Items listed in a dataset
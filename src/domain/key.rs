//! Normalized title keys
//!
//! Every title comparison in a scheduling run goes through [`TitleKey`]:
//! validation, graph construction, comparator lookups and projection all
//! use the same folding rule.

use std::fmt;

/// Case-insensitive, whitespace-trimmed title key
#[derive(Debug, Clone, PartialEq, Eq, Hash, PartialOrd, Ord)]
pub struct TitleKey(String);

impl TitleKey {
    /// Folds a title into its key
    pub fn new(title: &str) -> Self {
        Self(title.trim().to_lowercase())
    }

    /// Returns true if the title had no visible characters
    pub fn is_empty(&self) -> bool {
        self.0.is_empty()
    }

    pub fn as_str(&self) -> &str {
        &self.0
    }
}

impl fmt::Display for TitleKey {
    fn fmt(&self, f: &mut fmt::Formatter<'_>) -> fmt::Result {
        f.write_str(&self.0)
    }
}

...

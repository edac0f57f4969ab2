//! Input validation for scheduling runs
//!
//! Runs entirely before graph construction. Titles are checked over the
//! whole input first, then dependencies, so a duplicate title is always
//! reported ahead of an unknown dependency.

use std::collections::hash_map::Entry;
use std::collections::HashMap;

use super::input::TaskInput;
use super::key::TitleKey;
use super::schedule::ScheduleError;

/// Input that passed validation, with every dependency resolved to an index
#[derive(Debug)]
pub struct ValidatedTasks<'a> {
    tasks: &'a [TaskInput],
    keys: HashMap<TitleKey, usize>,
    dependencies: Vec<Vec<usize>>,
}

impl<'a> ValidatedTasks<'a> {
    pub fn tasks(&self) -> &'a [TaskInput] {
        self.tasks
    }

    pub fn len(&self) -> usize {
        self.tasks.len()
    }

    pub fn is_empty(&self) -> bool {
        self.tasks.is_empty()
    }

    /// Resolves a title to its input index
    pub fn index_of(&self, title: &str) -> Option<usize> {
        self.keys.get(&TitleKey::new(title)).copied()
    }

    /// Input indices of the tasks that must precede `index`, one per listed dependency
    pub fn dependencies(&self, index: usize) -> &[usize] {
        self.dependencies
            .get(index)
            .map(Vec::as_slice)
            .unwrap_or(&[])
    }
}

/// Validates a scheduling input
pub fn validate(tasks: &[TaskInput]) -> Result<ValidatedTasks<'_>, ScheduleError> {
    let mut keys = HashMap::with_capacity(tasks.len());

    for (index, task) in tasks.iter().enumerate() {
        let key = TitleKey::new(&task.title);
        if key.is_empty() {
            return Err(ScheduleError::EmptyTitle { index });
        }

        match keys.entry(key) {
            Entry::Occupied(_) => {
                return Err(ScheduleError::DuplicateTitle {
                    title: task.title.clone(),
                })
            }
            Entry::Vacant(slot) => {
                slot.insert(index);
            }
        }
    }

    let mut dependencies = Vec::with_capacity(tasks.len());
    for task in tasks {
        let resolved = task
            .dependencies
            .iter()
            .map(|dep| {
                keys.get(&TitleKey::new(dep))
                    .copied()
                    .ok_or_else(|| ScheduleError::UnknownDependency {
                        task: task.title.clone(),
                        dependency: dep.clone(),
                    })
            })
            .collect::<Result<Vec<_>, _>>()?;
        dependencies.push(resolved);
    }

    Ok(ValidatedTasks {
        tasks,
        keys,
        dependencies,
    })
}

__Your task__: Within the entries, find all lines holding "ValidatedTasks" and copy each one.

__Written solution__:
pub struct ValidatedTasks<'a> {
impl<'a> ValidatedTasks<'a> {
pub fn validate(tasks: &[TaskInput]) -> Result<ValidatedTasks<'_>, ScheduleError> {
    Ok(ValidatedTasks {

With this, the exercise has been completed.